• _Records to process_
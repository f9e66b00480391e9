//! Comment Backend Seam
//!
//! The thread engine only talks to this trait. [`ApiClient`] implements it
//! against the REST API; tests plug in an in-memory source.
//!
//! [`ApiClient`]: crate::api::ApiClient

use async_trait::async_trait;
use serde::{Deserialize, Serialize};

use nw_common::{Comment, ContentType, SortOrder};

use crate::error::ApiResult;

/// Parameters of one comment page request.
#[derive(Debug, Clone, Copy, PartialEq, Eq)]
pub struct CommentQuery {
    pub content_type: ContentType,
    pub content_id: i64,
    /// `None` lists top-level comments, `Some(id)` the replies to `id`.
    pub parent_id: Option<i64>,
    pub order: SortOrder,
    /// 1-based page number.
    pub page: u32,
    pub limit: u32,
}

impl CommentQuery {
    /// First page of top-level comments.
    pub const fn top_level(
        content_type: ContentType,
        content_id: i64,
        order: SortOrder,
        limit: u32,
    ) -> Self {
        Self {
            content_type,
            content_id,
            parent_id: None,
            order,
            page: 1,
            limit,
        }
    }

    /// First page of replies to `parent_id`. Replies are always oldest first.
    pub const fn replies(
        content_type: ContentType,
        content_id: i64,
        parent_id: i64,
        limit: u32,
    ) -> Self {
        Self {
            content_type,
            content_id,
            parent_id: Some(parent_id),
            order: SortOrder::Asc,
            page: 1,
            limit,
        }
    }

    /// Same query for another page.
    #[must_use]
    pub const fn with_page(mut self, page: u32) -> Self {
        self.page = page;
        self
    }
}

/// One page of comments plus the total the server reports for the node.
#[derive(Debug, Clone, Default, PartialEq, Eq, Serialize, Deserialize)]
pub struct CommentPage {
    pub items: Vec<Comment>,
    pub total: u64,
}

/// Backend the thread engine reads from and mutates through.
#[async_trait]
pub trait CommentSource: Send + Sync {
    /// Fetch one page of a thread node.
    async fn fetch(&self, query: &CommentQuery) -> ApiResult<CommentPage>;

    /// Post a comment, or a reply when `parent_id` is set.
    async fn add(
        &self,
        content_type: ContentType,
        content_id: i64,
        parent_id: Option<i64>,
        body: &str,
    ) -> ApiResult<Option<String>>;

    /// Replace a comment's body.
    async fn edit(
        &self,
        content_type: ContentType,
        comment_id: i64,
        body: &str,
    ) -> ApiResult<Option<String>>;

    /// Hard-delete a comment.
    async fn remove(&self, content_type: ContentType, comment_id: i64)
        -> ApiResult<Option<String>>;
}
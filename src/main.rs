mod config;
mod cover_art;
mod error;
mod metadata;
mod processor;
mod relocate;
mod scanner;
mod tags;

use log::info;

#[tokio::main(flavor = "current_thread")]
async fn main() -> anyhow::Result<()> {
    env_logger::Builder::from_env(env_logger::Env::default().default_filter_or("info")).init();

    let config = config::Config::default();
    config.prepare()?;

    info!("📁 Scanning {}", config.untagged_dir.display());

    let lookup = metadata::AudnexusClient::new(&config)?;
    let organizer = processor::Organizer::new(config, lookup, tags::ContainerTags);
    organizer.run().await?.log_summary();

    Ok(())
}
// src/scanner/collector.rs
use crate::config::Config;
use std::path::{Path, PathBuf};
use walkdir::WalkDir;

/// Recognized audio files directly inside `folder`, in natural name order.
pub fn audio_files(folder: &Path, config: &Config) -> std::io::Result<Vec<PathBuf>> {
    let mut files = Vec::new();

    for entry in WalkDir::new(folder).min_depth(1).max_depth(1) {
        let entry = entry.map_err(std::io::Error::from)?;
        if !entry.file_type().is_file() {
            continue;
        }

        // macOS resource forks
        if entry.file_name().to_string_lossy().starts_with("._") {
            continue;
        }

        if config.is_audio_file(entry.path()) {
            files.push(entry.into_path());
        }
    }

    files.sort_by(|a, b| {
        natord::compare(
            &a.file_name().unwrap_or_default().to_string_lossy(),
            &b.file_name().unwrap_or_default().to_string_lossy(),
        )
    });

    Ok(files)
}

/// The largest recognized audio file in `folder`. Ties go to the first file in name order.
pub fn main_audio_file(folder: &Path, config: &Config) -> std::io::Result<Option<PathBuf>> {
    let mut best: Option<(u64, PathBuf)> = None;

    for file in audio_files(folder, config)? {
        let size = std::fs::metadata(&file)?.len();
        match &best {
            Some((best_size, _)) if *best_size >= size => {}
            _ => best = Some((size, file)),
        }
    }

    Ok(best.map(|(_, path)| path))
}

• _Task directions_
Above this task is a listing. Restate, word for word and with nothing added, the lines from the one with "pub struct CommentPage" through the one with "a comment, or".

• _Result of the exercise_
pub struct CommentPage {
    pub items: Vec<Comment>,
    pub total: u64,
}

/// Backend the thread engine reads from and mutates through.
#[async_trait]
pub trait CommentSource: Send + Sync {
    /// Fetch one page of a thread node.
    async fn fetch(&self, query: &CommentQuery) -> ApiResult<CommentPage>;

    /// Post a comment, or a reply when `parent_id` is set.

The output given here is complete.